(PROVIDED DATA begins)
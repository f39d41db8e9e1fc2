//! String calculator kata.
//!
//! Sums the integers of a delimiter-separated string:
//!
//! - empty input sums to `0`
//! - `,` and `\n` split by default; a `//<spec>\n` header replaces them
//! - negative numbers are rejected, all of them listed in the error
//! - numbers above the upper bound (1000 by default) are skipped
//!
//! Tokens that are not integers are dropped without an error, as are positive
//! values above `i64::MAX`. Negatives below `i64::MIN` are still rejected.

mod delimiter;

pub use delimiter::{escape_literal, literal_pattern, DelimiterSpec, CUSTOM_PREFIX};

use crate::config::{Config, DEFAULT_UPPER_BOUND};
use crate::error::{CalculatorError, CalculatorResult};
use std::num::IntErrorKind;

/// Sum `input` with the default upper bound of 1000.
///
/// # Example
///
/// ```
/// use kata_lab::calculator::add;
///
/// assert_eq!(add("1\n2,3").unwrap(), 6);
/// assert_eq!(add("//[*][%]\n1*2%3").unwrap(), 6);
/// assert!(add("1,-2").is_err());
/// ```
pub fn add(input: &str) -> CalculatorResult<i64> {
    Calculator::default().add(input)
}

/// A string calculator with a configurable upper bound.
#[derive(Debug, Clone, Copy, PartialEq, Eq)]
pub struct Calculator {
    upper_bound: i64,
}

impl Calculator {
    /// Create a calculator that sums numbers up to and including `upper_bound`.
    pub fn new(upper_bound: i64) -> Self {
        Self { upper_bound }
    }

    /// Create a calculator from the loaded configuration.
    pub fn from_config(config: &Config) -> Self {
        Self::new(config.upper_bound)
    }

    /// Largest number this calculator still sums.
    pub fn upper_bound(&self) -> i64 {
        self.upper_bound
    }

    /// Sum the numbers in `input`.
    ///
    /// # Errors
    ///
    /// Returns `CalculatorError::NegativeNumbers` listing every negative number,
    /// in input order, when at least one is present.
    pub fn add(&self, input: &str) -> CalculatorResult<i64> {
        if input.is_empty() {
            return Ok(0);
        }

        let (spec, payload) = DelimiterSpec::resolve(input);
        let tokens = parse_tokens(&spec, payload)?;

        tracing::debug!(spec = ?spec, count = tokens.len(), "Parsed calculator input");

        validate_tokens(&tokens)?;

        Ok(tokens
            .iter()
            .filter_map(|token| match token {
                Token::Number(n) if *n <= self.upper_bound => Some(*n),
                _ => None,
            })
            .fold(0i64, |sum, n| sum.saturating_add(n)))
    }
}

impl Default for Calculator {
    fn default() -> Self {
        Self::new(DEFAULT_UPPER_BOUND)
    }
}

/// One integer token of the payload.
#[derive(Debug, Clone, PartialEq, Eq)]
enum Token {
    Number(i64),
    /// A negative integer below `i64::MIN`, kept as written.
    NegativeOverflow(String),
}

/// Split `payload` on the spec's delimiters and parse every integer token.
///
/// Positive values beyond `i64::MAX` are dropped: they could never be summed
/// under any bound.
fn parse_tokens(spec: &DelimiterSpec, payload: &str) -> CalculatorResult<Vec<Token>> {
    let pattern = spec
        .pattern()
        .map_err(|e| CalculatorError::InvalidDelimiter(e.to_string()))?;

    let tokens = pattern
        .split(payload)
        .filter_map(|raw| {
            let token = raw.trim();
            match token.parse::<i64>() {
                Ok(n) => Some(Token::Number(n)),
                Err(e) if *e.kind() == IntErrorKind::NegOverflow => {
                    Some(Token::NegativeOverflow(token.to_string()))
                }
                Err(_) => {
                    tracing::trace!(token = %raw, "Dropping non-numeric token");
                    None
                }
            }
        })
        .collect();

    Ok(tokens)
}

fn validate_tokens(tokens: &[Token]) -> CalculatorResult<()> {
    let negatives: Vec<String> = tokens
        .iter()
        .filter_map(|token| match token {
            Token::Number(n) if *n < 0 => Some(n.to_string()),
            Token::Number(_) => None,
            Token::NegativeOverflow(text) => Some(text.clone()),
        })
        .collect();

    if negatives.is_empty() {
        Ok(())
    } else {
        Err(CalculatorError::NegativeNumbers { negatives })
    }
}
//! Request counters for the user client.

use std::sync::atomic::{AtomicU64, Ordering};
use std::sync::Arc;
use std::time::Instant;

#[derive(Debug, Default)]
struct Counters {
    requests: AtomicU64,
    failures: AtomicU64,
    elapsed_ms: AtomicU64,
    users_fetched: AtomicU64,
}

/// Shared request counters; clones update the same totals.
#[derive(Debug, Clone, Default)]
pub struct Metrics {
    counters: Arc<Counters>,
}

impl Metrics {
    pub fn new() -> Self {
        Self::default()
    }

    /// Start timing one HTTP request.
    pub fn start_request(&self) -> RequestTimer {
        RequestTimer {
            started: Instant::now(),
            metrics: self.clone(),
        }
    }

    pub fn record_user_fetched(&self) {
        self.counters.users_fetched.fetch_add(1, Ordering::Relaxed);
    }

    pub fn requests(&self) -> u64 {
        self.counters.requests.load(Ordering::Relaxed)
    }

    pub fn failures(&self) -> u64 {
        self.counters.failures.load(Ordering::Relaxed)
    }

    pub fn users_fetched(&self) -> u64 {
        self.counters.users_fetched.load(Ordering::Relaxed)
    }

    /// Snapshot of every counter.
    pub fn summary(&self) -> MetricsSummary {
        MetricsSummary {
            requests: self.requests(),
            failures: self.failures(),
            elapsed_ms: self.counters.elapsed_ms.load(Ordering::Relaxed),
            users_fetched: self.users_fetched(),
        }
    }
}

/// Counter values at one point in time.
#[derive(Debug, Clone, Copy, PartialEq, Eq)]
pub struct MetricsSummary {
    pub requests: u64,
    pub failures: u64,
    /// Summed wall time of all requests
    pub elapsed_ms: u64,
    pub users_fetched: u64,
}

/// An in-flight request; counted once `finish` is called.
#[must_use = "a request is only counted once finished"]
pub struct RequestTimer {
    started: Instant,
    metrics: Metrics,
}

impl RequestTimer {
    pub fn finish(self, success: bool) {
        let counters = &self.metrics.counters;
        let elapsed = self.started.elapsed().as_millis() as u64;

        counters.requests.fetch_add(1, Ordering::Relaxed);
        counters.elapsed_ms.fetch_add(elapsed, Ordering::Relaxed);
        if !success {
            counters.failures.fetch_add(1, Ordering::Relaxed);
        }
    }
}
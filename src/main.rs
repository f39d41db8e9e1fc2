//! Kata Lab - command-line entry point.
//!
//! `kata-lab add` runs the string calculator, `kata-lab user` fetches a user
//! from the configured user API.

use anyhow::{Context, Result};
use clap::{Parser, Subcommand};
use kata_lab::{AsyncUserClientImpl, Calculator, Config, UserClient, UserService};
use std::io::Read;
use std::sync::Arc;
use tracing::{debug, error, info};
use tracing_subscriber::EnvFilter;

#[derive(Parser, Debug)]
#[command(name = "kata-lab", version, about = "String calculator and user-fetch katas")]
struct Cli {
    #[command(subcommand)]
    command: Command,
}

#[derive(Subcommand, Debug)]
enum Command {
    /// Sum a delimiter-separated string of numbers
    Add {
        /// Expression to sum; read from stdin when omitted
        expression: Option<String>,

        /// Read the two characters `\n` in EXPRESSION as a newline
        #[arg(short, long)]
        escapes: bool,
    },
    /// Fetch a user by ID and print it as JSON
    User {
        /// User ID
        id: u64,
    },
}

#[tokio::main(flavor = "current_thread")]
async fn main() -> Result<()> {
    let cli = Cli::parse();

    let config = Config::from_env().context("Failed to load configuration")?;

    // stderr only, stdout carries results
    let filter = EnvFilter::try_from_default_env()
        .unwrap_or_else(|_| EnvFilter::new(config.log_level.as_str()));

    tracing_subscriber::fmt()
        .with_env_filter(filter)
        .with_writer(std::io::stderr)
        .init();

    match cli.command {
        Command::Add {
            expression,
            escapes,
        } => run_add(&config, expression, escapes),
        Command::User { id } => run_user(&config, id).await,
    }
}

fn run_add(config: &Config, expression: Option<String>, escapes: bool) -> Result<()> {
    let input = match expression {
        Some(expr) if escapes => expr.replace("\\n", "\n"),
        Some(expr) => expr,
        None => {
            let mut buf = String::new();
            std::io::stdin()
                .read_to_string(&mut buf)
                .context("Failed to read stdin")?;
            buf
        }
    };

    let calculator = Calculator::from_config(config);
    match calculator.add(&input) {
        Ok(sum) => {
            println!("{}", sum);
            Ok(())
        }
        Err(e) => {
            error!("Calculation failed: {}", e);
            Err(e.into())
        }
    }
}

async fn run_user(config: &Config, id: u64) -> Result<()> {
    info!("Fetching user {} from {}", id, config.user_api_url);

    let client = Arc::new(AsyncUserClientImpl::new(UserClient::new(config)));
    let service = UserService::new(client.clone(), config.user_cache_ttl_secs);

    let result = service.get_user(id).await;
    debug!(metrics = ?client.inner().metrics().summary(), "User API requests");

    let user = result?;
    println!("{}", serde_json::to_string_pretty(&user)?);

    Ok(())
}
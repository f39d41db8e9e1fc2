//! Application service layer.
//!
//! Services hold the logic that sits between the CLI and the HTTP client.

mod user_service;

pub use user_service::UserService;
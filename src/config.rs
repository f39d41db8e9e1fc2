//! Configuration management for the kata binary.
//!
//! Values come from environment variables, optionally seeded from a `.env`
//! file. Every variable has a default, so an empty environment is valid.

use crate::error::{ConfigError, ConfigResult};
use std::env;

/// Default upper bound for numbers counted by the calculator.
pub const DEFAULT_UPPER_BOUND: i64 = 1000;

/// Configuration for the kata binary.
#[derive(Debug, Clone)]
pub struct Config {
    /// Base URL of the user API
    pub user_api_url: String,

    /// HTTP request timeout in seconds (default: 10)
    pub request_timeout: u64,

    /// How long fetched users stay cached, in seconds (default: 300)
    pub user_cache_ttl_secs: u64,

    /// Largest number the calculator still sums (default: 1000)
    pub upper_bound: i64,

    /// Log level (default: "error")
    pub log_level: String,
}

impl Config {
    /// Load configuration from environment variables.
    ///
    /// Optional environment variables:
    /// - `USER_API_BASE_URL`: Base URL for the user API (default: `http://localhost:3000`)
    /// - `REQUEST_TIMEOUT`: HTTP timeout in seconds (default: 10)
    /// - `USER_CACHE_TTL_SECONDS`: User cache TTL in seconds (default: 300)
    /// - `CALCULATOR_UPPER_BOUND`: Largest summed value (default: 1000)
    /// - `LOG_LEVEL`: Logging level (default: "error")
    pub fn from_env() -> ConfigResult<Self> {
        // dotenvy::dotenv() doesn't print to stdout, a missing file is fine
        let _ = dotenvy::dotenv();

        let defaults = Config::default();

        let user_api_url = env::var("USER_API_BASE_URL").unwrap_or(defaults.user_api_url);
        if !user_api_url.starts_with("http://") && !user_api_url.starts_with("https://") {
            return Err(ConfigError::InvalidValue {
                var: "USER_API_BASE_URL".to_string(),
                reason: "Must start with http:// or https://".to_string(),
            });
        }

        let request_timeout = Self::parse_env_u64("REQUEST_TIMEOUT", defaults.request_timeout)?;
        let user_cache_ttl_secs =
            Self::parse_env_u64("USER_CACHE_TTL_SECONDS", defaults.user_cache_ttl_secs)?;
        let upper_bound = Self::parse_env_i64("CALCULATOR_UPPER_BOUND", defaults.upper_bound)?;

        if upper_bound < 0 {
            return Err(ConfigError::InvalidValue {
                var: "CALCULATOR_UPPER_BOUND".to_string(),
                reason: "Must not be negative".to_string(),
            });
        }

        let log_level = env::var("LOG_LEVEL").unwrap_or(defaults.log_level);

        Ok(Config {
            user_api_url,
            request_timeout,
            user_cache_ttl_secs,
            upper_bound,
            log_level,
        })
    }

    /// Parse an environment variable as u64 with a default value.
    fn parse_env_u64(var_name: &str, default: u64) -> ConfigResult<u64> {
        match env::var(var_name) {
            Ok(val) => val.parse::<u64>().map_err(|_| ConfigError::InvalidValue {
                var: var_name.to_string(),
                reason: format!("Must be a positive number, got: {}", val),
            }),
            Err(_) => Ok(default),
        }
    }

    /// Parse an environment variable as i64 with a default value.
    fn parse_env_i64(var_name: &str, default: i64) -> ConfigResult<i64> {
        match env::var(var_name) {
            Ok(val) => val.parse::<i64>().map_err(|_| ConfigError::InvalidValue {
                var: var_name.to_string(),
                reason: format!("Must be an integer, got: {}", val),
            }),
            Err(_) => Ok(default),
        }
    }
}

impl Default for Config {
    fn default() -> Self {
        Config {
            user_api_url: "http://localhost:3000".to_string(),
            request_timeout: 10,
            user_cache_ttl_secs: 300,
            upper_bound: DEFAULT_UPPER_BOUND,
            log_level: "error".to_string(),
        }
    }
}

#[cfg(test)]
mod tests {
    use super::*;
    use serial_test::serial;
    use std::env;

    const ALL_VARS: [&str; 5] = [
        "USER_API_BASE_URL",
        "REQUEST_TIMEOUT",
        "USER_CACHE_TTL_SECONDS",
        "CALCULATOR_UPPER_BOUND",
        "LOG_LEVEL",
    ];

    // Sets env vars for one test and removes them on drop
    struct EnvGuard {
        vars: Vec<String>,
    }

    impl EnvGuard {
        fn new() -> Self {
            for var in ALL_VARS {
                env::remove_var(var);
            }
            EnvGuard { vars: Vec::new() }
        }

        fn set(&mut self, key: &str, value: &str) {
            env::set_var(key, value);
            self.vars.push(key.to_string());
        }
    }

    impl Drop for EnvGuard {
        fn drop(&mut self) {
            for var in &self.vars {
                env::remove_var(var);
            }
        }
    }

    #[test]
    fn test_config_default() {
        let config = Config::default();
        assert_eq!(config.user_api_url, "http://localhost:3000");
        assert_eq!(config.request_timeout, 10);
        assert_eq!(config.user_cache_ttl_secs, 300);
        assert_eq!(config.upper_bound, 1000);
        assert_eq!(config.log_level, "error");
    }

    #[test]
    #[serial]
    fn test_config_from_env_defaults() {
        let _guard = EnvGuard::new();

        let config = Config::from_env().unwrap();
        assert_eq!(config.request_timeout, 10);
        assert_eq!(config.upper_bound, DEFAULT_UPPER_BOUND);
    }

    #[test]
    #[serial]
    fn test_config_from_env_valid() {
        let mut guard = EnvGuard::new();
        guard.set("USER_API_BASE_URL", "https://users.example.com");
        guard.set("REQUEST_TIMEOUT", "3");
        guard.set("USER_CACHE_TTL_SECONDS", "60");
        guard.set("CALCULATOR_UPPER_BOUND", "500");
        guard.set("LOG_LEVEL", "debug");

        let config = Config::from_env().unwrap();
        assert_eq!(config.user_api_url, "https://users.example.com");
        assert_eq!(config.request_timeout, 3);
        assert_eq!(config.user_cache_ttl_secs, 60);
        assert_eq!(config.upper_bound, 500);
        assert_eq!(config.log_level, "debug");
    }

    #[test]
    #[serial]
    fn test_config_from_env_invalid_url() {
        let mut guard = EnvGuard::new();
        guard.set("USER_API_BASE_URL", "not-a-url");

        let result = Config::from_env();
        match result {
            Err(ConfigError::InvalidValue { var, .. }) => {
                assert_eq!(var, "USER_API_BASE_URL");
            }
            other => panic!("Expected InvalidValue error, got: {:?}", other),
        }
    }

    #[test]
    #[serial]
    fn test_config_negative_upper_bound() {
        let mut guard = EnvGuard::new();
        guard.set("CALCULATOR_UPPER_BOUND", "-1");

        match Config::from_env() {
            Err(ConfigError::InvalidValue { var, .. }) => {
                assert_eq!(var, "CALCULATOR_UPPER_BOUND");
            }
            other => panic!("Expected InvalidValue error, got: {:?}", other),
        }
    }

    #[test]
    #[serial]
    fn test_parse_env_u64() {
        let mut guard = EnvGuard::new();
        guard.set("TEST_U64", "42");

        assert_eq!(Config::parse_env_u64("TEST_U64", 10).unwrap(), 42);
        assert_eq!(Config::parse_env_u64("NONEXISTENT", 10).unwrap(), 10);
    }

    #[test]
    #[serial]
    fn test_parse_env_u64_invalid() {
        let mut guard = EnvGuard::new();
        guard.set("TEST_U64_INVALID", "not-a-number");

        assert!(Config::parse_env_u64("TEST_U64_INVALID", 10).is_err());
    }
}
(PROVIDED DATA ends)
## PROBLEM REQUIREMENTS
Across the entries above, how many lines carry the word "failures"? Write only the number.

## FINAL ANSWER
6